### WORK REQUEST:
Show every line in the material below in which the string "JoinHandle" appears.
---------------
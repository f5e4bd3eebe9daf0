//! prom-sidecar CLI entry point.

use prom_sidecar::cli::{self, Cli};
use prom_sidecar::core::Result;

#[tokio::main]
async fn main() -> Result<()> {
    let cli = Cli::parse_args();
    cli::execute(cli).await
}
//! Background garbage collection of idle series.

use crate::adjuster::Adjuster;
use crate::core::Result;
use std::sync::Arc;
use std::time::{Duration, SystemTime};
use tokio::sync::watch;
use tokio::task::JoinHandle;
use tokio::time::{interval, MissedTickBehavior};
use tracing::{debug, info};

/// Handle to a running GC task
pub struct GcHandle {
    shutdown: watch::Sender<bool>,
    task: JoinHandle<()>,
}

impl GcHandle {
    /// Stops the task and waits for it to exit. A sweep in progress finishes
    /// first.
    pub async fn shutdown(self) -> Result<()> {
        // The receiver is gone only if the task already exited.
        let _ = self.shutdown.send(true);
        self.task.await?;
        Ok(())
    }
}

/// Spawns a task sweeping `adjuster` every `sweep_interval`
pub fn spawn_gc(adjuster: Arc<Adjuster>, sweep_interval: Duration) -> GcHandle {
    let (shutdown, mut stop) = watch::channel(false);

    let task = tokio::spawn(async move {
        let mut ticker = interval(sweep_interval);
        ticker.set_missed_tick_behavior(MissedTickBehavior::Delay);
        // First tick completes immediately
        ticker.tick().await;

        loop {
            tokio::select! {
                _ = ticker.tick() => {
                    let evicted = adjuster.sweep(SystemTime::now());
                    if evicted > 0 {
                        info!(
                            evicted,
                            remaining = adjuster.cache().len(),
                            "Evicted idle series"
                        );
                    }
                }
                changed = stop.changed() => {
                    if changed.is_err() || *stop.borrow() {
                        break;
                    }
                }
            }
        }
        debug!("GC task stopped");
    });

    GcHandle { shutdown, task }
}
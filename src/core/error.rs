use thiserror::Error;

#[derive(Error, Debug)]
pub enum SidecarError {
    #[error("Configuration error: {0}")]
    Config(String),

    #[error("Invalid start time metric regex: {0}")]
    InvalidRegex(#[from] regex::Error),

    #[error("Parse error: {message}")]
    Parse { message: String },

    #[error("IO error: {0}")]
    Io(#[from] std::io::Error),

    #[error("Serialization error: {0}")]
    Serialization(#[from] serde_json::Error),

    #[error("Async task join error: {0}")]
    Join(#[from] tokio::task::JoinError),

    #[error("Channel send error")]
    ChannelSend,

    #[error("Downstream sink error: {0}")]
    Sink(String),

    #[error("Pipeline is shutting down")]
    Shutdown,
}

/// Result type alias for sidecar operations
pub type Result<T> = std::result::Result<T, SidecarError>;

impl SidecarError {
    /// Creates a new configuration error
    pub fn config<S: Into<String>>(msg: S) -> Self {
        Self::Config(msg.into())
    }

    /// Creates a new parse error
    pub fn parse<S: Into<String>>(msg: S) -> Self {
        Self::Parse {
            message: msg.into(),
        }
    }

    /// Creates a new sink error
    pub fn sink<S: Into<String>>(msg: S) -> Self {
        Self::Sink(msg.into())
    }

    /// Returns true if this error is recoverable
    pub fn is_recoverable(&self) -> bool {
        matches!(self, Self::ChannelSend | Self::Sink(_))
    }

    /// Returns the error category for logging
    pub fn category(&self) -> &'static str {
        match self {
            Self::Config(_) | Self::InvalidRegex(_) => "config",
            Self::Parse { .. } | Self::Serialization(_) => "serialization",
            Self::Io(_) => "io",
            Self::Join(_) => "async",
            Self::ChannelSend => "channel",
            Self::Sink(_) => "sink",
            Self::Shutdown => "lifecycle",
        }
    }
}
---------------
### WRITTEN RESPONSE:
use tokio::task::JoinHandle;
    task: JoinHandle<()>,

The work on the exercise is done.